News channel

Official contact

     
Poker Bot AI Dev

How to create a poker bot using Python

Legal & Ethical Disclaimer: This content is for educational/research purposes only. Automated poker bots on commercial online poker sites may breach terms of service and may be illegal in certain jurisdictions. Please, verify local laws and policies of your poker applications or websites before applying any automatic poker software. This content will only focus on academic research, game theory applications, and educational AI development.
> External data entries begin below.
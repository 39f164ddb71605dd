//! Idempotency ledger for billing webhooks.
//!
//! One row per (provider, external event id). Lifecycle:
//! ∅ → PROCESSING → PROCESSED | FAILED, and FAILED → PROCESSING on replay.
//! Every transition is a single conditional statement, so concurrent
//! deliveries and replays race on the database, never in memory.

use async_trait::async_trait;
use serde_json::Value;
use sqlx::PgPool;
use uuid::Uuid;

use crate::errors::AppError;
use crate::models::billing::{
    AppliedAction, BillingWebhookEventRow, Provider, WebhookEventType, WebhookStatus,
};

#[derive(Debug, Clone)]
pub struct NewWebhookEvent {
    pub provider: Provider,
    pub external_event_id: String,
    pub event_type: WebhookEventType,
    pub signature: String,
    pub payload: Value,
    pub user_id: Option<Uuid>,
}

#[derive(Debug, Clone)]
pub struct BeginOutcome {
    pub event: BillingWebhookEventRow,
    pub is_replay: bool,
    pub can_process: bool,
}

#[async_trait]
pub trait WebhookLedger: Send + Sync {
    /// Inserts a PROCESSING row unless one exists for the same key.
    async fn insert_if_absent(
        &self,
        event: &NewWebhookEvent,
    ) -> Result<Option<BillingWebhookEventRow>, AppError>;

    async fn find_by_external_id(
        &self,
        provider: Provider,
        external_event_id: &str,
    ) -> Result<Option<BillingWebhookEventRow>, AppError>;

    async fn find(&self, id: Uuid) -> Result<Option<BillingWebhookEventRow>, AppError>;

    /// FAILED → PROCESSING, bumping `replay_count`. None if the row was not FAILED.
    async fn reclaim_failed(&self, id: Uuid) -> Result<Option<BillingWebhookEventRow>, AppError>;

    /// PROCESSING → PROCESSED. None (no-op) from any other state.
    async fn mark_processed(
        &self,
        id: Uuid,
        applied: AppliedAction,
    ) -> Result<Option<BillingWebhookEventRow>, AppError>;

    /// PROCESSING → FAILED. None (no-op) from any other state.
    async fn mark_failed(
        &self,
        id: Uuid,
        reason: &str,
    ) -> Result<Option<BillingWebhookEventRow>, AppError>;

    /// Claims the event for processing, or returns the row that already holds it.
    async fn begin(&self, event: &NewWebhookEvent) -> Result<BeginOutcome, AppError> {
        if let Some(row) = self.insert_if_absent(event).await? {
            return Ok(BeginOutcome {
                event: row,
                is_replay: false,
                can_process: true,
            });
        }

        let existing = self
            .find_by_external_id(event.provider, &event.external_event_id)
            .await?
            .ok_or_else(|| {
                AppError::Internal(anyhow::anyhow!(
                    "webhook event {}:{} vanished after conflict",
                    event.provider.as_str(),
                    event.external_event_id
                ))
            })?;
        Ok(BeginOutcome {
            event: existing,
            is_replay: true,
            can_process: false,
        })
    }
}

pub struct PgWebhookLedger {
    pool: PgPool,
}

impl PgWebhookLedger {
    pub fn new(pool: PgPool) -> Self {
        Self { pool }
    }
}

#[async_trait]
impl WebhookLedger for PgWebhookLedger {
    async fn insert_if_absent(
        &self,
        event: &NewWebhookEvent,
    ) -> Result<Option<BillingWebhookEventRow>, AppError> {
        Ok(sqlx::query_as::<_, BillingWebhookEventRow>(
            r#"
            INSERT INTO billing_webhook_events
                (id, provider, external_event_id, event_type, signature, payload, user_id,
                 status, applied_action)
            VALUES ($1, $2, $3, $4, $5, $6, $7, $8, $9)
            ON CONFLICT (provider, external_event_id) DO NOTHING
            RETURNING *
            "#,
        )
        .bind(Uuid::new_v4())
        .bind(event.provider.as_str())
        .bind(&event.external_event_id)
        .bind(event.event_type.as_str())
        .bind(&event.signature)
        .bind(&event.payload)
        .bind(event.user_id)
        .bind(WebhookStatus::Processing.as_str())
        .bind(AppliedAction::None.as_str())
        .fetch_optional(&self.pool)
        .await?)
    }

    async fn find_by_external_id(
        &self,
        provider: Provider,
        external_event_id: &str,
    ) -> Result<Option<BillingWebhookEventRow>, AppError> {
        Ok(sqlx::query_as::<_, BillingWebhookEventRow>(
            "SELECT * FROM billing_webhook_events WHERE provider = $1 AND external_event_id = $2",
        )
        .bind(provider.as_str())
        .bind(external_event_id)
        .fetch_optional(&self.pool)
        .await?)
    }

    async fn find(&self, id: Uuid) -> Result<Option<BillingWebhookEventRow>, AppError> {
        Ok(sqlx::query_as::<_, BillingWebhookEventRow>(
            "SELECT * FROM billing_webhook_events WHERE id = $1",
        )
        .bind(id)
        .fetch_optional(&self.pool)
        .await?)
    }

    async fn reclaim_failed(&self, id: Uuid) -> Result<Option<BillingWebhookEventRow>, AppError> {
        Ok(sqlx::query_as::<_, BillingWebhookEventRow>(
            r#"
            UPDATE billing_webhook_events
            SET status = 'PROCESSING', error = NULL, replay_count = replay_count + 1,
                updated_at = NOW()
            WHERE id = $1 AND status = 'FAILED'
            RETURNING *
            "#,
        )
        .bind(id)
        .fetch_optional(&self.pool)
        .await?)
    }

    async fn mark_processed(
        &self,
        id: Uuid,
        applied: AppliedAction,
    ) -> Result<Option<BillingWebhookEventRow>, AppError> {
        Ok(sqlx::query_as::<_, BillingWebhookEventRow>(
            r#"
            UPDATE billing_webhook_events
            SET status = 'PROCESSED', applied_action = $2, error = NULL, updated_at = NOW()
            WHERE id = $1 AND status = 'PROCESSING'
            RETURNING *
            "#,
        )
        .bind(id)
        .bind(applied.as_str())
        .fetch_optional(&self.pool)
        .await?)
    }

    async fn mark_failed(
        &self,
        id: Uuid,
        reason: &str,
    ) -> Result<Option<BillingWebhookEventRow>, AppError> {
        Ok(sqlx::query_as::<_, BillingWebhookEventRow>(
            r#"
            UPDATE billing_webhook_events
            SET status = 'FAILED', error = $2, updated_at = NOW()
            WHERE id = $1 AND status = 'PROCESSING'
            RETURNING *
            "#,
        )
        .bind(id)
        .bind(reason)
        .fetch_optional(&self.pool)
        .await?)
    }
}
Introduction: My Experience in Poker AI Research

As a researcher interested in both artificial intelligence and game theory, I have spent much time thinking about poker AI and AI’s amazing successes in the past decade. In 2017, when I first learned about Carnegie Mellon University’s Libratus, which had just defeated a number of professional human players at heads-up no-limit Texas Hold’em, it became clear to me we were at a historical moment in AI. I became interested in how these systems worked and how potential implementers could learn from these successes.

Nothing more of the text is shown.